_Activity_
Find all the lines in the material below with the word "crate", and copy them.
+===+
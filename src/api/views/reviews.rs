use std::fmt::Write;

use super::{attr, delete_button, esc, layout};
use crate::models::{Anime, Review};

fn anime_title(animes: &[Anime], id: u32) -> Option<&str> {
    animes
        .iter()
        .find(|a| a.id == id)
        .map(|a| a.title.as_str())
}

fn anime_options(animes: &[Anime], selected: Option<&str>) -> String {
    let mut options = String::new();
    for anime in animes {
        let id = anime.id.to_string();
        let _ = write!(
            options,
            r#"<option value="{id}"{selected}>{title}</option>"#,
            selected = if selected == Some(id.as_str()) {
                " selected"
            } else {
                ""
            },
            title = esc(&anime.title),
        );
    }
    options
}

#[must_use]
pub fn list(
    username: &str,
    reviews: &[Review],
    animes: &[Anime],
    query: &str,
    anime_id: Option<&str>,
) -> String {
    let mut rows = String::new();
    for review in reviews {
        // Reviews whose anime was deleted are listed without a link.
        let anime = anime_title(animes, review.anime_id).map_or_else(
            || "<em>removed</em>".to_string(),
            |title| format!(r#"<a href="/animes/{}">{}</a>"#, review.anime_id, esc(title)),
        );
        let _ = write!(
            rows,
            r#"<tr><td><a href="/reviews/{id}">{title}</a></td><td>{anime}</td><td>{author}</td><td>{rating}/10</td><td>{date}</td></tr>"#,
            id = review.id,
            title = esc(&review.title),
            author = esc(&review.author),
            rating = review.rating,
            date = review.created_at.format("%Y-%m-%d"),
        );
    }

    let table = if reviews.is_empty() {
        "<p>No reviews found.</p>".to_string()
    } else {
        format!(
            "<table>\n<thead><tr><th>Title</th><th>Anime</th><th>Author</th><th>Rating</th><th>Date</th></tr></thead>\n<tbody>{rows}</tbody>\n</table>"
        )
    };

    let body = format!(
        r#"<h1>Reviews</h1>
<form method="get" action="/reviews" class="search">
<select name="animeId"><option value="">All animes</option>{options}</select>
<input type="search" name="q" value="{query}" placeholder="Title or author">
<button type="submit">Filter</button>
</form>
<p><a href="/reviews/new{new_query}">Write a review</a></p>
{table}"#,
        options = anime_options(animes, anime_id),
        query = attr(query),
        new_query = anime_id
            .map(|id| {
                let encoded: String = url::form_urlencoded::byte_serialize(id.as_bytes()).collect();
                format!("?animeId={encoded}")
            })
            .unwrap_or_default(),
    );
    layout("Reviews", Some(username), &body)
}

#[must_use]
pub fn detail(username: &str, review: &Review, anime: Option<&Anime>) -> String {
    let anime = anime.map_or_else(
        || "<p>The reviewed anime is no longer in the catalog.</p>".to_string(),
        |anime| {
            format!(
                r#"<p>Review of <a href="/animes/{}">{}</a></p>"#,
                anime.id,
                esc(&anime.title)
            )
        },
    );

    let body = format!(
        r#"<article>
<h1>{title}</h1>
{anime}
<p class="meta">{rating}/10 · by {author} · {date}</p>
<div class="content">{content}</div>
</article>
<p><a href="/reviews/{id}/edit">Edit</a> {delete} <a href="/reviews">Back</a></p>"#,
        id = review.id,
        title = esc(&review.title),
        rating = review.rating,
        author = esc(&review.author),
        date = review.created_at.format("%Y-%m-%d %H:%M"),
        content = esc(&review.content),
        delete = delete_button(&format!("/reviews/{}", review.id), "Delete"),
    );
    layout(&review.title, Some(username), &body)
}

#[must_use]
pub fn new_form(username: &str, animes: &[Anime], preselect: Option<&str>) -> String {
    let body = format!(
        "<h1>New review</h1>\n{}",
        form("/reviews", None, animes, preselect, None)
    );
    layout("New review", Some(username), &body)
}

#[must_use]
pub fn edit_form(username: &str, review: &Review, animes: &[Anime]) -> String {
    let selected = review.anime_id.to_string();
    let body = format!(
        "<h1>Edit review</h1>\n{}",
        form(
            &format!("/reviews/{}", review.id),
            Some("PUT"),
            animes,
            Some(&selected),
            Some(review),
        )
    );
    layout("Edit review", Some(username), &body)
}

fn form(
    action: &str,
    method: Option<&str>,
    animes: &[Anime],
    selected: Option<&str>,
    review: Option<&Review>,
) -> String {
    let method = method.map_or_else(String::new, |m| {
        format!(r#"<input type="hidden" name="_method" value="{}">"#, attr(m))
    });

    format!(
        r#"<form method="post" action="{action}">
{method}
<label>Anime <select name="animeId" required><option value="">Choose…</option>{options}</select></label>
<label>Title <input name="title" minlength="2" value="{title}" required></label>
<label>Author <input name="author" value="{author}" placeholder="Anonymous"></label>
<label>Rating <input type="number" name="rating" min="0" max="10" value="{rating}"></label>
<label>Review <textarea name="content">{content}</textarea></label>
<button type="submit">Save</button>
</form>"#,
        action = attr(action),
        options = anime_options(animes, selected),
        title = attr(review.map_or("", |r| r.title.as_str())),
        author = attr(review.map_or("", |r| r.author.as_str())),
        rating = review.map_or(5, |r| r.rating),
        content = esc(review.map_or("", |r| r.content.as_str())),
    )
}
//! Stateless session tokens.
//!
//! A session is an HS256 JWT carrying the user's `{id, username}`. Nothing is
//! stored server-side: a token is valid exactly while its signature checks out
//! and its expiry lies in the future.

use chrono::Utc;
use jsonwebtoken::{Algorithm, DecodingKey, EncodingKey, Header, Validation, decode, encode};
use serde::{Deserialize, Serialize};

use crate::models::Identity;

#[derive(Debug, Serialize, Deserialize)]
struct Claims {
    id: String,
    username: String,
    iat: i64,
    exp: i64,
}

#[derive(Clone)]
pub struct SessionCodec {
    encoding: EncodingKey,
    decoding: DecodingKey,
    ttl_seconds: i64,
}

impl SessionCodec {
    #[must_use]
    pub fn new(secret: &[u8], ttl_seconds: i64) -> Self {
        Self {
            encoding: EncodingKey::from_secret(secret),
            decoding: DecodingKey::from_secret(secret),
            ttl_seconds,
        }
    }

    #[must_use]
    pub const fn ttl_seconds(&self) -> i64 {
        self.ttl_seconds
    }

    pub fn issue(&self, identity: &Identity) -> Result<String, jsonwebtoken::errors::Error> {
        self.issue_at(identity, Utc::now().timestamp())
    }

    /// Issues a token as if signed at `issued_at` (unix seconds).
    pub fn issue_at(
        &self,
        identity: &Identity,
        issued_at: i64,
    ) -> Result<String, jsonwebtoken::errors::Error> {
        let claims = Claims {
            id: identity.id.clone(),
            username: identity.username.clone(),
            iat: issued_at,
            exp: issued_at + self.ttl_seconds,
        };
        encode(&Header::new(Algorithm::HS256), &claims, &self.encoding)
    }

    /// Any failure (bad signature, expiry, garbage) yields `None`.
    #[must_use]
    pub fn verify(&self, token: &str) -> Option<Identity> {
        let mut validation = Validation::new(Algorithm::HS256);
        validation.leeway = 0;
        validation.validate_exp = true;

        decode::<Claims>(token, &self.decoding, &validation)
            .map_err(|e| tracing::debug!(error = %e, "Rejected session token"))
            .ok()
            .map(|data| Identity {
                id: data.claims.id,
                username: data.claims.username,
            })
    }
}

/// Random 256-bit secret, hex encoded.
#[must_use]
pub fn generate_secret() -> String {
    use rand::Rng;

    let mut rng = rand::rng();
    let bytes: [u8; 32] = rng.random();

    bytes.iter().fold(String::with_capacity(64), |mut acc, b| {
        use std::fmt::Write;
        let _ = write!(acc, "{b:02x}");
        acc
    })
}

#[cfg(test)]
mod tests {
    use super::*;

    fn identity() -> Identity {
        Identity {
            id: "4f1c".to_string(),
            username: "haruka".to_string(),
        }
    }

    #[test]
    fn test_issue_then_verify() {
        let codec = SessionCodec::new(b"test-secret", 3600);
        let token = codec.issue(&identity()).unwrap();
        assert_eq!(codec.verify(&token), Some(identity()));
    }

    #[test]
    fn test_expired_token_is_anonymous() {
        let codec = SessionCodec::new(b"test-secret", 3600);
        let two_hours_ago = Utc::now().timestamp() - 2 * 3600;
        let token = codec.issue_at(&identity(), two_hours_ago).unwrap();
        assert_eq!(codec.verify(&token), None);

        let almost_expired = Utc::now().timestamp() - 3500;
        let token = codec.issue_at(&identity(), almost_expired).unwrap();
        assert_eq!(codec.verify(&token), Some(identity()));
    }

    #[test]
    fn test_foreign_or_garbage_tokens() {
        let codec = SessionCodec::new(b"test-secret", 3600);
        let other = SessionCodec::new(b"other-secret", 3600);
        let token = other.issue(&identity()).unwrap();

        assert_eq!(codec.verify(&token), None);
        assert_eq!(codec.verify(""), None);
        assert_eq!(codec.verify("not.a.jwt"), None);

        let mut tampered = codec.issue(&identity()).unwrap();
        tampered.push('x');
        assert_eq!(codec.verify(&tampered), None);
    }

    #[test]
    fn test_generate_secret() {
        let a = generate_secret();
        assert_eq!(a.len(), 64);
        assert_ne!(a, generate_secret());
    }
}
+===+
_Answer section_
use crate::models::{Anime, Review};
use crate::models::Identity;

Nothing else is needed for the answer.